Occidental Petroleum Corp. performed bradenhead cement jobs in New Mexico’s (NM) Permian basin. Well designs included casings penetrating salt strings, casings set with shallow-set shoes, and casings set with deep-set shoes. Cement-bond logs (CBLs) showed that bradenhead jobs generally resulted in good cement-to-surface bonding, but further work is required to improve cement placement and casing bonds.
Bradenhead cementing
Bradenhead cementing is performed as a second stage of the cementing process after conventional cementing (Fig. 1). The technique injects cement into the formation from the annulus using conventional cement formulations and densities in cases of low formation pressure or overpressured upper sections. It is a combination of reverse cementing, multistage cementing, and remediation. It has become the primary cementing solution across multiple New Mexico Permian basin fields with stacked production intervals beneath shallow mining and groundwater resources.
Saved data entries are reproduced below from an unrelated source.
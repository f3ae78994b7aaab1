//! CSV session recorder.
//!
//! Writes one header row and then one row per recorded tick:
//! `time,au6,au12,au4,au15,au26,happy,angry,sad,surprise`. Time is written
//! with 3 decimals, every other field with 4.
//!
//! `time` is relative to `start` and returns to 0 on `stop`. Ticks without a
//! fresh sample repeat the last action units seen, and ticks without scores
//! (calibration) repeat the last scores seen. Both start at zero.

use std::io::{self, Write};

use tracing::debug;

use crate::core::EngineOutput;
use crate::facs::{features::ActionUnits, EmotionScores};

pub const CSV_HEADER: &str = "time,au6,au12,au4,au15,au26,happy,angry,sad,surprise";

#[derive(Debug)]
pub struct CsvRecorder<W: Write> {
    writer: W,
    recording: bool,
    header_written: bool,
    rows: usize,
    clock: f64,
    last_aus: ActionUnits,
    last_scores: EmotionScores,
}

impl<W: Write> CsvRecorder<W> {
    pub fn new(writer: W) -> Self {
        Self {
            writer,
            recording: false,
            header_written: false,
            rows: 0,
            clock: 0.0,
            last_aus: ActionUnits::default(),
            last_scores: EmotionScores::default(),
        }
    }

    pub fn start(&mut self) {
        if !self.recording {
            debug!("recording started");
            self.clock = 0.0;
        }
        self.recording = true;
    }

    pub fn stop(&mut self) {
        if self.recording {
            debug!("recording stopped at t={:.3}s", self.clock);
        }
        self.recording = false;
        self.clock = 0.0;
    }

    pub fn is_recording(&self) -> bool {
        self.recording
    }

    pub fn rows(&self) -> usize {
        self.rows
    }

    /// Seconds recorded since `start`.
    pub fn elapsed(&self) -> f64 {
        self.clock
    }

    /// Offer one tick to the recorder. Held values are refreshed on every
    /// call; a row is written only while recording. Returns whether a row
    /// was written.
    pub fn record(&mut self, output: &EngineOutput) -> io::Result<bool> {
        if let Some(aus) = output.action_units {
            self.last_aus = aus;
        }
        if let Some(scores) = output.scores {
            self.last_scores = scores;
        }

        if !self.recording {
            return Ok(false);
        }
        self.clock += f64::from(output.dt);

        if !self.header_written {
            writeln!(self.writer, "{}", CSV_HEADER)?;
            self.header_written = true;
        }

        let aus = &self.last_aus;
        let scores = &self.last_scores;
        writeln!(
            self.writer,
            "{:.3},{:.4},{:.4},{:.4},{:.4},{:.4},{:.4},{:.4},{:.4},{:.4}",
            self.clock,
            aus.au6,
            aus.au12,
            aus.au4,
            aus.au15,
            aus.au26,
            scores.happy,
            scores.angry,
            scores.sad,
            scores.surprise,
        )?;
        self.rows += 1;
        Ok(true)
    }

    pub fn flush(&mut self) -> io::Result<()> {
        self.writer.flush()
    }

    /// Flush and hand back the underlying writer.
    pub fn into_inner(mut self) -> io::Result<W> {
        self.writer.flush()?;
        debug!("recorder closed after {} rows", self.rows);
        Ok(self.writer)
    }
}

#[cfg(test)]
mod tests {
    use super::*;
    use crate::config::EngineConfig;
    use crate::core::EmotionEngine;
    use crate::facs::channels::RawSample;
    use crate::facs::EmotionFlags;

    fn output(dt: f32, calibrating: bool, with_sample: bool) -> EngineOutput {
        EngineOutput {
            time: 0.0,
            dt,
            calibrating,
            scores: (!calibrating).then(|| EmotionScores {
                happy: 0.61234,
                angry: 0.0,
                sad: 0.1,
                surprise: 1.0,
            }),
            confirmed: EmotionFlags::default(),
            stable: EmotionFlags::default(),
            action_units: with_sample.then(|| ActionUnits {
                au6: 0.5,
                au12: 0.25,
                au4: 0.0,
                au15: 0.125,
                au26: 1.0,
            }),
        }
    }

    fn lines(rec: CsvRecorder<Vec<u8>>) -> Vec<String> {
        let text = String::from_utf8(rec.into_inner().unwrap()).unwrap();
        text.lines().map(str::to_string).collect()
    }

    #[test]
    fn test_rows_only_while_recording() {
        let mut rec = CsvRecorder::new(Vec::new());
        assert!(!rec.record(&output(0.1, false, true)).unwrap());

        rec.start();
        assert!(rec.record(&output(0.5, false, true)).unwrap());
        assert!(rec.record(&output(1.0, false, false)).unwrap());
        rec.stop();
        assert!(!rec.record(&output(0.1, false, true)).unwrap());
        assert_eq!(rec.elapsed(), 0.0);

        assert_eq!(rec.rows(), 2);
        let lines = lines(rec);
        assert_eq!(lines.len(), 3);
        assert_eq!(lines[0], CSV_HEADER);
        assert_eq!(
            lines[1],
            "0.500,0.5000,0.2500,0.0000,0.1250,1.0000,0.6123,0.0000,0.1000,1.0000"
        );
        // No fresh sample: action units are repeated.
        assert_eq!(
            lines[2],
            "1.500,0.5000,0.2500,0.0000,0.1250,1.0000,0.6123,0.0000,0.1000,1.0000"
        );
    }

    #[test]
    fn test_header_written_once() {
        let mut rec = CsvRecorder::new(Vec::new());
        rec.start();
        for _ in 0..3 {
            rec.record(&output(0.1, false, true)).unwrap();
        }
        rec.stop();
        rec.start();
        rec.record(&output(0.1, false, true)).unwrap();

        let lines = lines(rec);
        assert_eq!(lines.iter().filter(|l| l.starts_with("time,")).count(), 1);
        assert_eq!(lines.len(), 5);
        // Time restarts after stop.
        assert!(lines[4].starts_with("0.100,"));
    }

    #[test]
    fn test_every_tick_recorded_from_engine_start() {
        let mut engine = EmotionEngine::new(EngineConfig::default());
        let mut rec = CsvRecorder::new(Vec::new());
        rec.start();

        let sample = RawSample::uniform(0.2);
        for i in 0..15 {
            if i % 3 != 2 {
                engine.submit_sample(&sample).unwrap();
            }
            rec.record(&engine.tick(0.1)).unwrap();
        }
        assert_eq!(rec.rows(), 15);

        let lines = lines(rec);
        assert_eq!(lines.len(), 16);
        // Calibrating rows carry the zero scores held before the first result.
        assert_eq!(
            lines[1],
            "0.100,0.2000,0.2000,0.2000,0.2000,0.2000,0.0000,0.0000,0.0000,0.0000"
        );
        assert!(lines[15].starts_with("1.500,"));
    }
}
Conventional cement circulation becomes unreliable with increased MD and TVD. Equivalent circulation densities (ECDs) and overburden pressure increase with openhole exposure. Isolation along the entire interval with cement pumped in a single stage increases in difficulty in underpressured (< 8.34 lbm/gal (ppg)) or overpressured (>9.4 ppg) formations.
The NM Delaware basin contains such abnormally pressured formations from saltwater disposal injection into the Bell and Cherry Canyon formations overlying subnormal depleted formations. These sections must be drilled before reaching a set casing point and setting a shoe. Conventional methods achieve cement-to-surface in this area using water-extended cement, foam cement, low-density high-compressive-strength cement, reverse cementing, and multistage cementing.
In bradenhead cementing, the first stage is pumped conventionally with top of cement (TOC) planned below the top of a depleted weak zone. After the first stage, cement lines are transferred from the cement head at the rig floor to the production annulus wellhead valves. Both lines are required for effective cementing.
The second (bradenhead) stage pumps a small volume of water at increasing flow rates to establish injection (without exceeding the formation integrity test (FIT) value of the previous casing shoe). This test establishes the maximum allowable annular surface pressure (MAASP). Bradenhead cementing ECD must be accounted for when planning an FIT, and the authors recommend a leakoff test instead of an FIT to increase injection pressure limits.
For subnormally pressured formations where weak zones have fracture gradients below 8.34 ppg, a nonaqueous reactive spacer (NARS) is pumped ahead of the bradenhead cement, and a lost circulation material (LCM) is added in the initial bradenhead volume.
Once pumped, the second-stage cement drops until reaching equilibrium between hydrostatic pressure and pore pressure of the weakest zone taking fluid. TOC in bradenhead cementing tends to be inconsistent and needs confirmation for every job with cement bond logs (CBL), ultrasonic imaging tools, fiber optic logs, temperature logs, or other methods.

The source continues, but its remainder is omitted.